# Frogs & Toads > Dart Frogs (Dendrobatidae) > Beginner Discussion >  maybe a spare exo terra would its size be suitible?

## Samuel Little

Hi i know the answer is probably no but i thought i'd get a true answer i have a 30cmx 30cm x30cm exo terra currently home to my pacman frog i'm at the stage in the frogs life where the sex of it is unknown but should it be male then that'l be its home till the day it passes on, but should it be female there'll be a point in its life that this is too small and this exo terra will be spare is there anyway i can use this exo should it be spare for any breed/morph or darts or would it simply be to small?

----------


## Lynn

Hello Samuel,

*Yes~~ a 30 cm cube ( 12" cube) exo terra can be used for a QT enclosure or for a froglet grow-out for dart frogs*.
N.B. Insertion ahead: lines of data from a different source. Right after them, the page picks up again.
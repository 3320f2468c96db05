//! Link extraction from note text.

use std::sync::OnceLock;

use regex::Regex;
use serde::{Deserialize, Serialize};

/// One link occurrence in a line or document.
///
/// `start..end` is a half-open byte range into the parsed text and
/// `raw == text[start..end]`.
#[derive(Debug, Clone, PartialEq, Eq, Serialize, Deserialize)]
#[serde(rename_all = "camelCase")]
pub struct LinkInfo {
    pub start: usize,
    pub end: usize,
    /// Exact matched text, including any `!` prefix
    pub raw: String,
    /// Display text: the `[name]` of a markdown link or the alias of a wikilink
    pub name: String,
    /// Percent-decoded link target
    pub path: String,
}

impl LinkInfo {
    /// Whether the link is an embed (`![..](..)` or `![[..]]`)
    pub fn is_embed(&self) -> bool {
        self.raw.starts_with('!')
    }

    pub fn is_wikilink(&self) -> bool {
        self.raw.trim_start_matches('!').starts_with("[[")
    }
}

// Markdown `!?[name](target)` or wiki `!?[[target|name]]`
const LINK_PATTERN: &str =
    r"(?:!?\[([^\]\n]*)\]\(([^)\n]*)\))|(?:!?\[\[([^|\]\n]+?)(?:\|([^\]\n]*))?\]\])";

fn link_regex() -> &'static Regex {
    static RE: OnceLock<Regex> = OnceLock::new();
    RE.get_or_init(|| Regex::new(LINK_PATTERN).expect("Invalid regex"))
}

fn decode(target: &str) -> String {
    urlencoding::decode(target)
        .map(|decoded| decoded.into_owned())
        .unwrap_or_else(|_| target.to_string())
}

/// Find every link in `text`.
///
/// Matches are non-overlapping, leftmost-first. The result is in **reverse
/// document order** (largest `start` first) so callers can splice
/// replacements from the back of the text without invalidating the offsets of
/// links they have not reached yet.
pub fn match_links(text: &str) -> Vec<LinkInfo> {
    let mut links: Vec<LinkInfo> = link_regex()
        .captures_iter(text)
        .filter_map(|caps| {
            let whole = caps.get(0)?;
            let (name, target) = match caps.get(3) {
                Some(wiki_target) => (
                    caps.get(4).map(|m| m.as_str()).unwrap_or(""),
                    wiki_target.as_str(),
                ),
                None => (
                    caps.get(1).map(|m| m.as_str()).unwrap_or(""),
                    caps.get(2).map(|m| m.as_str()).unwrap_or(""),
                ),
            };
            let target = target.trim();
            let target = target
                .strip_prefix('<')
                .and_then(|t| t.strip_suffix('>'))
                .unwrap_or(target);

            Some(LinkInfo {
                start: whole.start(),
                end: whole.end(),
                raw: whole.as_str().to_string(),
                name: name.to_string(),
                path: decode(target),
            })
        })
        .collect();

    links.reverse();
    links
}

/// The link whose span contains byte offset `pos` (`start <= pos <= end`).
///
/// When `pos` sits on the boundary between two adjacent links the earlier one
/// wins.
pub fn link_at(text: &str, pos: usize) -> Option<LinkInfo> {
    match_links(text)
        .into_iter()
        .rev()
        .find(|link| link.start <= pos && pos <= link.end)
}

/// Replace the span of `link` in `text` with `replacement`
pub fn splice(text: &str, link: &LinkInfo, replacement: &str) -> String {
    let mut result = String::with_capacity(text.len() + replacement.len());
    result.push_str(&text[..link.start]);
    result.push_str(replacement);
    result.push_str(&text[link.end..]);
    result
}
I believe Lija has already helped you with this question. 
As far as when (?) - if ever-  you will need to change tank size.
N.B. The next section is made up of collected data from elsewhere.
//! Batch upload and download over notes, folders and the whole vault.

use std::collections::{BTreeMap, HashSet};
use std::sync::atomic::{AtomicBool, Ordering};
use std::sync::Arc;

use serde::Serialize;

use super::operation::{self, UploadCache};
use super::report;
use super::{BatchProcessFileResult, SyncContext, SyncError};
use crate::link::{create_link, match_links, splice, FileType, LinkInfo, LinkType};
use crate::settings::Settings;
use crate::vault::VaultFile;

/// Aggregate counts for the end-of-batch notice
#[derive(Debug, Clone, Copy, Default, PartialEq, Eq, Serialize)]
#[serde(rename_all = "camelCase")]
pub struct BatchSummary {
    pub succeeded: usize,
    pub failed: usize,
    pub delete_failures: usize,
}

impl BatchSummary {
    fn of(results: &[BatchProcessFileResult], delete_failures: usize) -> Self {
        let succeeded = results.iter().filter(|r| r.success).count();
        Self {
            succeeded,
            failed: results.len() - succeeded,
            delete_failures,
        }
    }
}

/// A local file that could not be disposed of after upload
#[derive(Debug, Clone, PartialEq, Eq, Serialize)]
pub struct DeleteError {
    pub file: String,
    pub error: String,
}

fn is_cancelled(cancel: &Option<Arc<AtomicBool>>) -> bool {
    cancel.as_ref().is_some_and(|flag| flag.load(Ordering::Relaxed))
}

/// Uploads every local attachment link in a set of notes
pub struct BatchUploader<'a> {
    ctx: SyncContext<'a>,
    cache: UploadCache,
    /// Uploaded files awaiting disposal, in upload order
    uploaded: Vec<VaultFile>,
    results: Vec<BatchProcessFileResult>,
    delete_errors: Vec<DeleteError>,
    cancel: Option<Arc<AtomicBool>>,
}

impl<'a> BatchUploader<'a> {
    pub fn new(ctx: SyncContext<'a>) -> Self {
        Self {
            ctx,
            cache: UploadCache::new(),
            uploaded: Vec::new(),
            results: Vec::new(),
            delete_errors: Vec::new(),
            cancel: None,
        }
    }

    /// Stop between links once `flag` is set
    pub fn with_cancel(mut self, flag: Arc<AtomicBool>) -> Self {
        self.cancel = Some(flag);
        self
    }

    pub fn results(&self) -> &[BatchProcessFileResult] {
        &self.results
    }

    pub fn delete_errors(&self) -> &[DeleteError] {
        &self.delete_errors
    }

    pub fn summary(&self) -> BatchSummary {
        BatchSummary::of(&self.results, self.delete_errors.len())
    }

    pub async fn upload_vault_files(&mut self) -> Result<BatchSummary, SyncError> {
        let notes = self.ctx.vault.markdown_files()?;
        self.upload_notes(notes).await
    }

    /// Notes anywhere below `folder`
    pub async fn upload_folder_files(&mut self, folder: &str) -> Result<BatchSummary, SyncError> {
        let notes = self.ctx.vault.markdown_files_in(folder)?;
        self.upload_notes(notes).await
    }

    pub async fn upload_note_files(&mut self, note: &VaultFile) -> Result<BatchSummary, SyncError> {
        self.process_note(note, None).await?;
        self.dispose_uploaded().await;
        Ok(self.summary())
    }

    /// The direct attachment children of `folder`, rewritten in every note
    /// that references them
    pub async fn upload_attachments(&mut self, folder: &str) -> Result<BatchSummary, SyncError> {
        let ctx = self.ctx;
        let attachments: Vec<VaultFile> = ctx
            .vault
            .folder_files(folder)?
            .into_iter()
            .filter(|file| !file.is_markdown() && !ctx.settings.is_excluded(&file.path))
            .collect();

        let mut by_note: BTreeMap<String, (VaultFile, HashSet<String>)> = BTreeMap::new();
        for attachment in &attachments {
            for note in ctx.vault.referencing_notes(attachment).await? {
                by_note
                    .entry(note.path.clone())
                    .or_insert_with(|| (note, HashSet::new()))
                    .1
                    .insert(attachment.path.clone());
            }
        }

        let total = by_note.len();
        for (count, (note, only)) in by_note.into_values().enumerate() {
            if is_cancelled(&self.cancel) {
                log::warn!("Upload cancelled");
                break;
            }
            log::info!("Uploading attachments in '{}' ({}/{})", note.path, count + 1, total);
            if let Err(e) = self.process_note(&note, Some(&only)).await {
                log::error!("Failed to upload files from '{}', {}", note.path, e);
            }
        }
        log::info!("All files uploaded");

        self.dispose_uploaded().await;
        Ok(self.summary())
    }

    async fn upload_notes(&mut self, notes: Vec<VaultFile>) -> Result<BatchSummary, SyncError> {
        let total = notes.len();
        for (count, note) in notes.iter().enumerate() {
            if is_cancelled(&self.cancel) {
                log::warn!("Upload cancelled");
                break;
            }
            log::info!("Uploading files in '{}' ({}/{})", note.path, count + 1, total);
            if let Err(e) = self.process_note(note, None).await {
                log::error!("Failed to upload files from '{}', {}", note.path, e);
            }
        }
        log::info!("All files uploaded");

        self.dispose_uploaded().await;
        Ok(self.summary())
    }

    async fn process_note(&mut self, note: &VaultFile, only: Option<&HashSet<String>>) -> Result<(), SyncError> {
        let ctx = self.ctx;
        let content = ctx.vault.read(note).await?;
        let links: Vec<LinkInfo> = match_links(&content)
            .into_iter()
            .filter(|link| is_upload_candidate(ctx.settings, link))
            .collect();
        if links.is_empty() {
            return Ok(());
        }

        // Offsets stay valid because links arrive last-first
        let mut new_content = content.clone();
        for info in links {
            if is_cancelled(&self.cancel) {
                break;
            }

            let mut link = create_link(ctx.settings, info.clone());
            match operation::upload_cached(&ctx, &mut self.cache, &mut link, note, only).await {
                Ok(Some(upload)) => {
                    new_content = splice(&new_content, &info, &upload.info.markdown_link);
                    if !self.uploaded.iter().any(|file| file.path == upload.file.path) {
                        self.uploaded.push(upload.file);
                    }
                    self.results
                        .push(BatchProcessFileResult::succeeded(note, info, upload.info.url));
                }
                Ok(None) => {}
                Err(e) => {
                    let message = format!("Failed to upload file '{}' from {}, {}", info.path, note.path, e);
                    log::error!("{}", message);
                    self.results.push(BatchProcessFileResult::failed(note, info, message));
                }
            }
        }

        if new_content != content {
            ctx.vault.modify(note, &new_content, Some(&note.stat)).await?;
        }
        Ok(())
    }

    async fn dispose_uploaded(&mut self) {
        let ctx = self.ctx;
        for file in std::mem::take(&mut self.uploaded) {
            if let Err(e) = operation::dispose_local_file(&ctx, &file).await {
                let error = format!("Failed to delete local file '{}', {}", file.path, e);
                log::error!("{}", error);
                self.delete_errors.push(DeleteError { file: file.path, error });
            }
        }
    }

    /// Write the log note when enabled
    pub async fn create_log(&self) -> Result<Option<VaultFile>, SyncError> {
        if !self.ctx.settings.create_batch_log {
            return Ok(None);
        }
        let file = report::write_log(self.ctx.vault, &self.results, Some(self.delete_errors.as_slice())).await?;
        Ok(Some(file))
    }
}

fn is_upload_candidate(settings: &Settings, link: &LinkInfo) -> bool {
    !settings.is_excluded(&link.path) && LinkType::of_path(&link.path) == LinkType::Local
}

/// Downloads every remote attachment link in a set of notes
pub struct BatchDownloader<'a> {
    ctx: SyncContext<'a>,
    results: Vec<BatchProcessFileResult>,
    cancel: Option<Arc<AtomicBool>>,
}

impl<'a> BatchDownloader<'a> {
    pub fn new(ctx: SyncContext<'a>) -> Self {
        Self {
            ctx,
            results: Vec::new(),
            cancel: None,
        }
    }

    pub fn with_cancel(mut self, flag: Arc<AtomicBool>) -> Self {
        self.cancel = Some(flag);
        self
    }

    pub fn results(&self) -> &[BatchProcessFileResult] {
        &self.results
    }

    pub fn summary(&self) -> BatchSummary {
        BatchSummary::of(&self.results, 0)
    }

    pub async fn download_vault_files(&mut self) -> Result<BatchSummary, SyncError> {
        let notes = self.ctx.vault.markdown_files()?;
        self.download_notes(notes).await
    }

    pub async fn download_folder_files(&mut self, folder: &str) -> Result<BatchSummary, SyncError> {
        let notes = self.ctx.vault.markdown_files_in(folder)?;
        self.download_notes(notes).await
    }

    pub async fn download_note_files(&mut self, note: &VaultFile) -> Result<BatchSummary, SyncError> {
        self.process_note(note).await?;
        Ok(self.summary())
    }

    async fn download_notes(&mut self, notes: Vec<VaultFile>) -> Result<BatchSummary, SyncError> {
        let total = notes.len();
        for (count, note) in notes.iter().enumerate() {
            if is_cancelled(&self.cancel) {
                log::warn!("Download cancelled");
                break;
            }
            log::info!("Downloading files in '{}' ({}/{})", note.path, count + 1, total);
            if let Err(e) = self.process_note(note).await {
                log::error!("Failed to download files from '{}', {}", note.path, e);
            }
        }
        log::info!("All files downloaded");

        Ok(self.summary())
    }

    async fn process_note(&mut self, note: &VaultFile) -> Result<(), SyncError> {
        let ctx = self.ctx;
        let content = ctx.vault.read(note).await?;
        let links: Vec<LinkInfo> = match_links(&content)
            .into_iter()
            .filter(|link| is_download_candidate(ctx.settings, link))
            .collect();
        if links.is_empty() {
            return Ok(());
        }

        let mut new_content = content.clone();
        for info in links {
            if is_cancelled(&self.cancel) {
                break;
            }

            let mut link = create_link(ctx.settings, info.clone());
            if link.link_type() == LinkType::Local {
                // Only placeholder PDFs are downloadable among local links
                match link.init(&ctx, note).await {
                    Ok(()) if !link.downloadable() => continue,
                    Ok(()) => {}
                    Err(e) => {
                        let message = format!("Failed to download file '{}' from {}, {}", info.path, note.path, e);
                        log::error!("{}", message);
                        self.results.push(BatchProcessFileResult::failed(note, info, message));
                        continue;
                    }
                }
            }

            match operation::download(&ctx, &mut link, note).await {
                Ok(downloaded) => {
                    new_content = splice(&new_content, &info, &downloaded.markdown_link);
                    self.results
                        .push(BatchProcessFileResult::succeeded(note, info, downloaded.file.path));
                }
                Err(e) => {
                    let message = format!("Failed to download file '{}' from {}, {}", info.path, note.path, e);
                    log::error!("{}", message);
                    self.results.push(BatchProcessFileResult::failed(note, info, message));
                }
            }
        }

        if new_content != content {
            ctx.vault.modify(note, &new_content, Some(&note.stat)).await?;
        }
        Ok(())
    }

    pub async fn create_log(&self) -> Result<Option<VaultFile>, SyncError> {
        if !self.ctx.settings.create_batch_log {
            return Ok(None);
        }
        let file = report::write_log(self.ctx.vault, &self.results, None).await?;
        Ok(Some(file))
    }
}

fn is_download_candidate(settings: &Settings, link: &LinkInfo) -> bool {
    if settings.is_excluded(&link.path) {
        return false;
    }
    if settings.is_webdav_url(&link.path) {
        return true;
    }
    settings.enable_dummy_pdf
        && LinkType::of_path(&link.path) == LinkType::Local
        && FileType::from_name(&link.path) == FileType::Pdf
}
Keep in mind please , I do not have a pac, nor have I ever owned one.
PLEASE refer to your previous post and question regarding tanks size  :Smile: 

I will repeat what I have read here on FF . 
A simple search using the search feature will find you 1000s of posts with information on this subject.

I believe females of some species can reach 8 inches. Lija would know exactly.
'She' could remain in a simple 10 gallon aquarium . 
As always ---- be sure to maintain proper husbandry ( keep it clean !) especially the water !!!
"She" would never need anything larger than a 20. As Lija mentioned, wait ( " keep and eye on the frog's size" )  and see how large the he or she gets.  

Certainly the proper size enclosure ( one that is not too big ) will be easier to maintain adequate temps and humidity.
Of course, it is also easy to keep to the typical bare bones set-up that is always recommended for them. 

If you want to see something 'green' with your frog; buy a favorite plant and put in outside the enclosure  / next to the tank. 

 :Butterfly:

----------


## Samuel Little

Sorry iv completely messed this thread basicly my question is would my 30cmx30cmx30cm exo terra should by pacman out grow it be ok for keeping dart frogs or is it simply to small?

----------


## Lynn

"_Yes~~ a 30 cm cube ( 12" cube) exo terra can be used for a QT enclosure or for a froglet grow-out for dart frogs._"

 :Butterfly:

----------